Problem requirements. What lines below include the word "Debug"? Copy each one.

START Input records

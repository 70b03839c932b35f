use std::fs::{self, OpenOptions};
use std::io::{self, Write};
use std::path::{Path, PathBuf};

use serde::{Deserialize, Serialize, de::DeserializeOwned};
use thiserror::Error;

#[derive(Debug, Error)]
pub enum StateError {
    #[error("I/O error: {0}")]
    Io(#[from] io::Error),
    #[error("malformed state file {path}: {source}")]
    Format {
        path: PathBuf,
        #[source]
        source: serde_json::Error,
    },
}

#[derive(Debug, Clone, Copy, Default, PartialEq, Eq, Serialize, Deserialize)]
pub struct SyncState {
    /// Wall-clock time of the last completed sync, 0 when none happened yet.
    #[serde(default)]
    pub last_sync_ms: i64,
}

#[derive(Debug, Clone)]
pub struct SyncStateStore {
    path: PathBuf,
}

impl SyncStateStore {
    pub fn new(path: impl Into<PathBuf>) -> Self {
        Self { path: path.into() }
    }

    pub fn path(&self) -> &Path {
        &self.path
    }

    pub fn load(&self) -> Result<SyncState, StateError> {
        Ok(read_json(&self.path)?.unwrap_or_default())
    }

    pub fn store(&self, state: &SyncState) -> Result<(), StateError> {
        write_json_atomic(&self.path, state, false)
    }

    pub fn record_sync(&self, at_ms: i64) -> Result<(), StateError> {
        self.store(&SyncState {
            last_sync_ms: at_ms,
        })
    }
}

/// Reads a JSON document, `Ok(None)` when the file does not exist.
pub(crate) fn read_json<T: DeserializeOwned>(path: &Path) -> Result<Option<T>, StateError> {
    let data = match fs::read(path) {
        Ok(data) => data,
        Err(err) if err.kind() == io::ErrorKind::NotFound => return Ok(None),
        Err(err) => return Err(err.into()),
    };
    serde_json::from_slice(&data)
        .map(Some)
        .map_err(|source| StateError::Format {
            path: path.to_path_buf(),
            source,
        })
}

pub(crate) fn write_json_atomic<T: Serialize>(
    path: &Path,
    value: &T,
    private: bool,
) -> Result<(), StateError> {
    if let Some(parent) = path.parent() {
        fs::create_dir_all(parent)?;
    }
    let payload = serde_json::to_vec_pretty(value).map_err(|source| StateError::Format {
        path: path.to_path_buf(),
        source,
    })?;
    let tmp = path.with_extension("json.tmp");

    let mut file = OpenOptions::new()
        .create(true)
        .truncate(true)
        .write(true)
        .open(&tmp)?;
    file.write_all(&payload)?;
    file.sync_all()?;
    drop(file);

    #[cfg(unix)]
    {
        use std::os::unix::fs::PermissionsExt;
        if private {
            fs::set_permissions(&tmp, fs::Permissions::from_mode(0o600))?;
        }
    }
    #[cfg(not(unix))]
    let _ = private;

    fs::rename(&tmp, path)?;
    Ok(())
}

pub fn now_ms() -> i64 {
    use std::time::{SystemTime, UNIX_EPOCH};
    SystemTime::now()
        .duration_since(UNIX_EPOCH)
        .map(|d| d.as_millis() as i64)
        .unwrap_or(0)
}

END Input records

Response to this task.
#[derive(Debug, Error)]
#[derive(Debug, Clone, Copy, Default, PartialEq, Eq, Serialize, Deserialize)]
#[derive(Debug, Clone)]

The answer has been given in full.